[Opening MATERIAL PROVIDED section]

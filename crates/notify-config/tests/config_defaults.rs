//! Config defaults and core validation tests for notify-config.
// crates/notify-config/tests/config_defaults.rs
// =============================================================================
// Module: Config Defaults and Core Validation Tests
// Description: Validate default behavior and core config invariants.
// Purpose: Ensure minimal config is valid and critical invariants are enforced.
// =============================================================================

use notify_config::LogFormat;
use notify_config::NotifyConfig;
use notify_config::StoreEngine;
use notify_core::AddSemantics;

mod common;

type TestResult = Result<(), String>;

#[test]
fn default_config_validates() -> TestResult {
    let config = common::minimal_config().map_err(|err| err.to_string())?;
    config.validate().map_err(|err| err.to_string())?;
    if config != NotifyConfig::default() {
        return Err("empty toml should equal NotifyConfig::default()".to_string());
    }
    Ok(())
}

#[test]
fn defaults_match_documented_values() -> TestResult {
    let config = common::minimal_config().map_err(|err| err.to_string())?;
    let checks = [
        (config.core.port == 8088, "core.port"),
        (config.core.max_notification == 100, "core.max_notification"),
        (config.core.queue_num == 8192, "core.queue_num"),
        (config.core.max_body_bytes == 2 * 1024 * 1024, "core.max_body_bytes"),
        (config.api.push_uri == "/api/push", "api.push_uri"),
        (config.api.metric_uri == "/metrics", "api.metric_uri"),
        (config.stat.engine == StoreEngine::Memory, "stat.engine"),
        (config.stat.add_semantics == AddSemantics::Increment, "stat.add_semantics"),
        (config.stat.nats.bucket == "notify", "stat.nats.bucket"),
        (config.log.format == LogFormat::Text, "log.format"),
        (!config.core.auto_tls.enabled, "core.auto_tls.enabled"),
    ];
    for (ok, name) in checks {
        if !ok {
            return Err(format!("unexpected default for {name}"));
        }
    }
    Ok(())
}

#[test]
fn zero_max_notification_rejected() -> TestResult {
    let mut config = common::minimal_config().map_err(|err| err.to_string())?;
    config.core.max_notification = 0;
    common::assert_invalid(config.validate(), "max_notification must be greater than zero")
}

#[test]
fn zero_body_limit_rejected() -> TestResult {
    let mut config = common::minimal_config().map_err(|err| err.to_string())?;
    config.core.max_body_bytes = 0;
    common::assert_invalid(config.validate(), "core.max_body_bytes must be between")
}

#[test]
fn zero_queue_rejected() -> TestResult {
    let mut config = common::minimal_config().map_err(|err| err.to_string())?;
    config.core.queue_num = 0;
    common::assert_invalid(config.validate(), "queue_num must be greater than zero")
}

#[test]
fn invalid_address_rejected() -> TestResult {
    let mut config = common::minimal_config().map_err(|err| err.to_string())?;
    config.core.address = "not-an-ip".to_string();
    common::assert_invalid(config.validate(), "invalid core.address")
}

#[test]
fn empty_address_binds_all_interfaces() -> TestResult {
    let mut config = common::minimal_config().map_err(|err| err.to_string())?;
    config.core.address = String::new();
    let addr = config.core.http_addr().map_err(|err| err.to_string())?;
    if addr.to_string() != "0.0.0.0:8088" {
        return Err(format!("unexpected bind address {addr}"));
    }
    Ok(())
}

#[test]
fn explicit_worker_count_wins() -> TestResult {
    let mut config = common::minimal_config().map_err(|err| err.to_string())?;
    config.core.worker_num = 3;
    if config.core.effective_workers() != 3 {
        return Err("worker_num override ignored".to_string());
    }
    config.core.worker_num = 0;
    if config.core.effective_workers() == 0 {
        return Err("auto worker count must be positive".to_string());
    }
    Ok(())
}

#[test]
fn unknown_log_level_rejected() -> TestResult {
    let mut config = common::minimal_config().map_err(|err| err.to_string())?;
    config.log.level = "loud".to_string();
    common::assert_invalid(config.validate(), "unsupported log.level")
}

#[test]
fn parse_errors_surface() -> TestResult {
    match NotifyConfig::from_toml("[core]\nport = \"eighty\"") {
        Err(err) if err.to_string().contains("config parse error") => Ok(()),
        other => Err(format!("expected parse error, got {other:?}")),
    }
}
// crates/notify-store-nats/tests/live_broker.rs
// ============================================================================
// Module: Live JetStream Tests
// Description: JetStreamBroker behavior against a running NATS server.
// Purpose: Validate bucket provisioning and connection shutdown end to end.
// Dependencies: notify-store-nats, tokio
// ============================================================================

//! ## Overview
//! Ignored by default. Run with a JetStream-enabled server at
//! `NOTIFY_TEST_NATS_URL` (default `nats://127.0.0.1:4222`):
//! `cargo test -p notify-store-nats --test live_broker -- --ignored`.

#![allow(
    clippy::panic,
    clippy::unwrap_used,
    clippy::expect_used,
    reason = "Test-only assertions use unwrap/expect for clarity."
)]

use std::time::Duration;

use bytes::Bytes;
use notify_core::AddSemantics;
use notify_core::CounterStore;
use notify_core::StorageError;
use notify_store_nats::BucketSpec;
use notify_store_nats::JetStreamBroker;
use notify_store_nats::KvBroker;
use notify_store_nats::NatsCounterStore;
use notify_store_nats::NatsStoreConfig;

fn nats_url() -> String {
    std::env::var("NOTIFY_TEST_NATS_URL").unwrap_or_else(|_| "nats://127.0.0.1:4222".to_string())
}

#[tokio::test]
#[ignore = "requires a JetStream-enabled NATS server"]
async fn store_round_trips_against_live_server() {
    let store = NatsCounterStore::new(NatsStoreConfig {
        addr: nats_url(),
        bucket: "notify-live-test".to_string(),
        connect_timeout_ms: 2_000,
        add_semantics: AddSemantics::Increment,
    });
    store.init().await.unwrap();
    store.try_set("live-total", 5).await.unwrap();
    assert_eq!(store.try_increment("live-total", 2).await.unwrap(), 7);
    store.close().await.unwrap();
    assert_eq!(store.try_get("live-total").await, Err(StorageError::Closed));
}

#[tokio::test]
#[ignore = "requires a JetStream-enabled NATS server"]
async fn close_drains_the_connection() {
    let broker = JetStreamBroker::connect(&nats_url(), Duration::from_secs(2)).await.unwrap();
    let spec = BucketSpec {
        bucket: "notify-live-close".to_string(),
        description: "notify live close test".to_string(),
        replicas: 1,
        history: 3,
    };
    if !broker.stream_exists("KV_notify-live-close").await.unwrap() {
        broker.create_bucket(&spec).await.unwrap();
    }

    broker.close().await.unwrap();

    let result = broker.put("notify-live-close", "k", Bytes::from_static(b"1")).await;
    assert!(result.is_err());
}
// crates/notify-cli/src/lib.rs
// ============================================================================
// Module: Notify CLI Library
// Description: Logging setup and serve orchestration for the `notify` binary.
// Purpose: Keep the binary thin and the startup sequence testable.
// Dependencies: notify-config, notify-server, notify-store-nats, tracing-subscriber
// ============================================================================

//! ## Overview
//! [`serve::run`] performs the whole process lifecycle: build the configured
//! counter store, initialize it (fatal on failure), start the dispatch queue,
//! serve until shutdown, then drain the queue and close the store.

pub mod logging;
pub mod serve;
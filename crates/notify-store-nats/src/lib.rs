// crates/notify-store-nats/src/lib.rs
// ============================================================================
// Module: NATS Counter Store
// Description: Durable CounterStore backend over a JetStream key-value bucket.
// Purpose: Persist outcome tallies in a replicated broker-hosted bucket.
// Dependencies: notify-core, async-nats, bytes
// ============================================================================

//! ## Overview
//! This crate provides [`NatsCounterStore`], a [`notify_core::CounterStore`]
//! that keeps each counter as a base-10 string in a JetStream key-value
//! bucket. The bucket is bootstrapped idempotently on every `init`. Broker
//! access goes through the [`KvBroker`] seam so the bootstrap protocol can be
//! exercised without a running server.

// ============================================================================
// SECTION: Modules
// ============================================================================

pub mod broker;
pub mod store;

// ============================================================================
// SECTION: Re-Exports
// ============================================================================

pub use broker::BrokerConnector;
pub use broker::BucketSpec;
pub use broker::JetStreamBroker;
pub use broker::JetStreamConnector;
pub use broker::KvBroker;
pub use broker::KvEntry;
pub use store::NatsCounterStore;
pub use store::NatsStoreConfig;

[Closing MATERIAL PROVIDED section]

# [EXERCISE]
Go through the records above and, whenever a line includes the word "JetStreamBroker", copy it.

# [EXERCISE OUTPUT]
// Description: JetStreamBroker behavior against a running NATS server.
use notify_store_nats::JetStreamBroker;
    let broker = JetStreamBroker::connect(&nats_url(), Duration::from_secs(2)).await.unwrap();
pub use broker::JetStreamBroker;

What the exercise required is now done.